> **WHAT IS EXPECTED**: Produce an exact copy of the first line of the data below and each line after it, please, up to and including the one with "pub const API_KEY_ENV: &str".

*** RAW DATA Section Begins ***

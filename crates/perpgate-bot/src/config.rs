//! Application configuration.

use crate::error::{AppError, AppResult};
use chrono::{DateTime, Datelike, FixedOffset, Timelike, Utc};
use perpgate_core::Symbol;
use perpgate_feed::{AggregatorConfig, TradeRefreshConfig, DEFAULT_TRADE_CAPACITY};
use perpgate_gateway::{ClientConfig, Credentials, MAINNET_BASE_URL, TESTNET_BASE_URL};
use perpgate_position::PollerConfig;
use serde::Deserialize;
use std::fmt;
use std::time::Duration;

/// Env var overriding the active environment's API key.
pub const API_KEY_ENV: &str = "PERPGATE_API_KEY";
/// Env var overriding the active environment's secret key.
pub const SECRET_KEY_ENV: &str = "PERPGATE_SECRET_KEY";

// ============================================================================
// Exchange
// ============================================================================

/// Which exchange environment to talk to.
#[derive(Debug, Clone, Copy, PartialEq, Eq, Default, Deserialize)]
#[serde(rename_all = "lowercase")]
pub enum Environment {
    #[default]
    Testnet,
    Production,
}

/// Credentials and endpoint of one environment.
#[derive(Clone, Deserialize)]
pub struct EnvironmentConfig {
    #[serde(default)]
    pub api_key: String,
    #[serde(default)]
    pub secret_key: String,
    pub base_url: String,
}

impl EnvironmentConfig {
    fn testnet() -> Self {
        Self {
            api_key: String::new(),
            secret_key: String::new(),
            base_url: TESTNET_BASE_URL.to_string(),
        }
    }

    fn production() -> Self {
        Self {
            api_key: String::new(),
            secret_key: String::new(),
            base_url: MAINNET_BASE_URL.to_string(),
        }
    }

    pub fn credentials(&self) -> Credentials {
        Credentials::new(self.api_key.clone(), self.secret_key.clone())
    }
}

impl fmt::Debug for EnvironmentConfig {
    fn fmt(&self, f: &mut fmt::Formatter<'_>) -> fmt::Result {
        f.debug_struct("EnvironmentConfig")
            .field("credentials", &self.credentials())
            .field("base_url", &self.base_url)
            .finish()
    }
}

fn default_testnet() -> EnvironmentConfig {
    EnvironmentConfig::testnet()
}

fn default_production() -> EnvironmentConfig {
    EnvironmentConfig::production()
}

/// Exchange environments.
#[derive(Debug, Clone, Deserialize)]
pub struct ExchangeConfig {
    #[serde(default)]
    pub environment: Environment,
    #[serde(default = "default_testnet")]
    pub testnet: EnvironmentConfig,
    #[serde(default = "default_production")]
    pub production: EnvironmentConfig,
}

impl Default for ExchangeConfig {
    fn default() -> Self {
        Self {
            environment: Environment::default(),
            testnet: default_testnet(),
            production: default_production(),
        }
    }
}

impl ExchangeConfig {
    /// The selected environment.
    pub fn active(&self) -> &EnvironmentConfig {
        match self.environment {
            Environment::Testnet => &self.testnet,
            Environment::Production => &self.production,
        }
    }

    fn active_mut(&mut self) -> &mut EnvironmentConfig {
        match self.environment {
            Environment::Testnet => &mut self.testnet,
            Environment::Production => &mut self.production,
        }
    }
}

// ============================================================================
// Schedule
// ============================================================================

/// Snapshot scheduling.
#[derive(Debug, Clone, Deserialize)]
pub struct ScheduleConfig {
    /// Minutes between snapshots. Default: 15.
    #[serde(default = "default_snapshot_interval_mins")]
    pub snapshot_interval_mins: u64,
}

/// One week.
const MAX_SNAPSHOT_INTERVAL_MINS: u64 = 7 * 24 * 60;

fn default_snapshot_interval_mins() -> u64 {
    15
}

impl Default for ScheduleConfig {
    fn default() -> Self {
        Self {
            snapshot_interval_mins: default_snapshot_interval_mins(),
        }
    }
}

impl ScheduleConfig {
    pub fn snapshot_interval(&self) -> Duration {
        Duration::from_secs(self.snapshot_interval_mins.saturating_mul(60))
    }
}

/// Trade cache sizing.
#[derive(Debug, Clone, Deserialize)]
pub struct TradeCacheConfig {
    /// Maximum trades retained. Default: 10,000.
    #[serde(default = "default_trade_capacity")]
    pub capacity: usize,
}

fn default_trade_capacity() -> usize {
    DEFAULT_TRADE_CAPACITY
}

impl Default for TradeCacheConfig {
    fn default() -> Self {
        Self {
            capacity: default_trade_capacity(),
        }
    }
}

// ============================================================================
// Trading hours
// ============================================================================

/// Local-time window in which the process runs without an open position.
///
/// Day hours apply Monday to Friday, night hours Tuesday to Saturday (the
/// tail of the previous trading day).
#[derive(Debug, Clone, Deserialize)]
pub struct TradingHoursConfig {
    /// When false the gate is always open.
    #[serde(default = "default_true")]
    pub enabled: bool,
    /// Local offset from UTC in hours. Default: +8.
    #[serde(default = "default_utc_offset_hours")]
    pub utc_offset_hours: i32,
    #[serde(default = "default_day_hours")]
    pub day_hours: Vec<u32>,
    #[serde(default = "default_night_hours")]
    pub night_hours: Vec<u32>,
}

fn default_true() -> bool {
    true
}

fn default_utc_offset_hours() -> i32 {
    8
}

fn default_day_hours() -> Vec<u32> {
    vec![9, 10, 11, 12, 18, 19, 20, 21, 22, 23]
}

fn default_night_hours() -> Vec<u32> {
    vec![0, 1, 2, 3]
}

impl Default for TradingHoursConfig {
    fn default() -> Self {
        Self {
            enabled: default_true(),
            utc_offset_hours: default_utc_offset_hours(),
            day_hours: default_day_hours(),
            night_hours: default_night_hours(),
        }
    }
}

impl TradingHoursConfig {
    fn offset(&self) -> Option<FixedOffset> {
        FixedOffset::east_opt(self.utc_offset_hours.checked_mul(3600)?)
    }

    pub fn validate(&self) -> AppResult<()> {
        if self.offset().is_none() {
            return Err(AppError::Config(format!(
                "trading_hours.utc_offset_hours out of range: {}",
                self.utc_offset_hours
            )));
        }
        if let Some(hour) = self
            .day_hours
            .iter()
            .chain(&self.night_hours)
            .find(|h| **h > 23)
        {
            return Err(AppError::Config(format!("trading_hours: invalid hour {hour}")));
        }
        Ok(())
    }

    /// Whether `now` falls inside the window.
    pub fn is_trading_time(&self, now: DateTime<Utc>) -> bool {
        if !self.enabled {
            return true;
        }
        let Some(offset) = self.offset() else {
            return false;
        };

        let local = now.with_timezone(&offset);
        let hour = local.hour();
        let weekday = local.weekday().num_days_from_monday();

        let day = weekday <= 4 && self.day_hours.contains(&hour);
        let night = (1..=5).contains(&weekday) && self.night_hours.contains(&hour);
        day || night
    }
}

// ============================================================================
// Telemetry
// ============================================================================

/// Telemetry configuration.
#[derive(Debug, Clone, Default, Deserialize)]
pub struct TelemetryConfig {
    /// Log filter directive used when `RUST_LOG` is unset.
    #[serde(default)]
    pub log_filter: Option<String>,
}

// ============================================================================
// Application
// ============================================================================

/// Root configuration.
#[derive(Debug, Clone, Default, Deserialize)]
pub struct AppConfig {
    /// Contract every component works on. Overrides per-section symbols.
    #[serde(default)]
    pub symbol: Symbol,
    #[serde(default)]
    pub exchange: ExchangeConfig,
    /// Client settings. `base_url` is taken from the active environment.
    #[serde(default)]
    pub client: ClientConfig,
    #[serde(default)]
    pub schedule: ScheduleConfig,
    #[serde(default)]
    pub aggregator: AggregatorConfig,
    #[serde(default)]
    pub trade_cache: TradeCacheConfig,
    #[serde(default)]
    pub trade_refresh: TradeRefreshConfig,
    #[serde(default)]
    pub poller: PollerConfig,
    #[serde(default)]
    pub trading_hours: TradingHoursConfig,
    #[serde(default)]
    pub telemetry: TelemetryConfig,
}

impl AppConfig {
    /// Load from a TOML file, then apply credential env overrides.
    pub fn from_file(path: &str) -> AppResult<Self> {
        let content = std::fs::read_to_string(path)
            .map_err(|e| AppError::Config(format!("Failed to read config {path}: {e}")))?;

        let mut config = Self::from_toml(&content)?;
        config.apply_overrides(|name| std::env::var(name).ok());
        Ok(config)
    }

    /// Parse and validate TOML without consulting the environment.
    pub fn from_toml(content: &str) -> AppResult<Self> {
        let config: Self = toml::from_str(content)
            .map_err(|e| AppError::Config(format!("Failed to parse config: {e}")))?;
        config.validate()?;
        Ok(config)
    }

    /// Replace the active environment's keys with non-empty values from `lookup`.
    pub fn apply_overrides<F>(&mut self, lookup: F)
    where
        F: Fn(&str) -> Option<String>,
    {
        let env = self.exchange.active_mut();
        if let Some(key) = lookup(API_KEY_ENV).filter(|v| !v.is_empty()) {
            env.api_key = key;
        }
        if let Some(secret) = lookup(SECRET_KEY_ENV).filter(|v| !v.is_empty()) {
            env.secret_key = secret;
        }
    }

    pub fn validate(&self) -> AppResult<()> {
        if self.schedule.snapshot_interval_mins == 0 {
            return Err(AppError::Config(
                "schedule.snapshot_interval_mins must be positive".to_string(),
            ));
        }
        if self.schedule.snapshot_interval_mins > MAX_SNAPSHOT_INTERVAL_MINS {
            return Err(AppError::Config(format!(
                "schedule.snapshot_interval_mins must be at most {MAX_SNAPSHOT_INTERVAL_MINS}"
            )));
        }
        if self.poller.interval_secs == 0 {
            return Err(AppError::Config("poller.interval_secs must be positive".to_string()));
        }
        if self.trade_refresh.interval_secs == 0 {
            return Err(AppError::Config(
                "trade_refresh.interval_secs must be positive".to_string(),
            ));
        }
        self.trading_hours.validate()
    }

    pub fn credentials(&self) -> Credentials {
        self.exchange.active().credentials()
    }

    /// Client settings pointed at the active environment.
    pub fn client_config(&self) -> ClientConfig {
        ClientConfig {
            base_url: self.exchange.active().base_url.clone(),
            ..self.client.clone()
        }
    }

    pub fn aggregator_config(&self) -> AggregatorConfig {
        AggregatorConfig {
            symbol: self.symbol.clone(),
            ..self.aggregator.clone()
        }
    }

    pub fn trade_refresh_config(&self) -> TradeRefreshConfig {
        TradeRefreshConfig {
            symbol: self.symbol.clone(),
            ..self.trade_refresh.clone()
        }
    }

    pub fn poller_config(&self) -> PollerConfig {
        PollerConfig {
            symbol: self.symbol.clone(),
            ..self.poller.clone()
        }
    }
}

*** RAW DATA Section Ends ***

> **RESPONSE TO THE TASK**:
filename crates/perpgate-bot/src/config.rs
//! Application configuration.

use crate::error::{AppError, AppResult};
use chrono::{DateTime, Datelike, FixedOffset, Timelike, Utc};
use perpgate_core::Symbol;
use perpgate_feed::{AggregatorConfig, TradeRefreshConfig, DEFAULT_TRADE_CAPACITY};
use perpgate_gateway::{ClientConfig, Credentials, MAINNET_BASE_URL, TESTNET_BASE_URL};
use perpgate_position::PollerConfig;
use serde::Deserialize;
use std::fmt;
use std::time::Duration;

/// Env var overriding the active environment's API key.
pub const API_KEY_ENV: &str = "PERPGATE_API_KEY";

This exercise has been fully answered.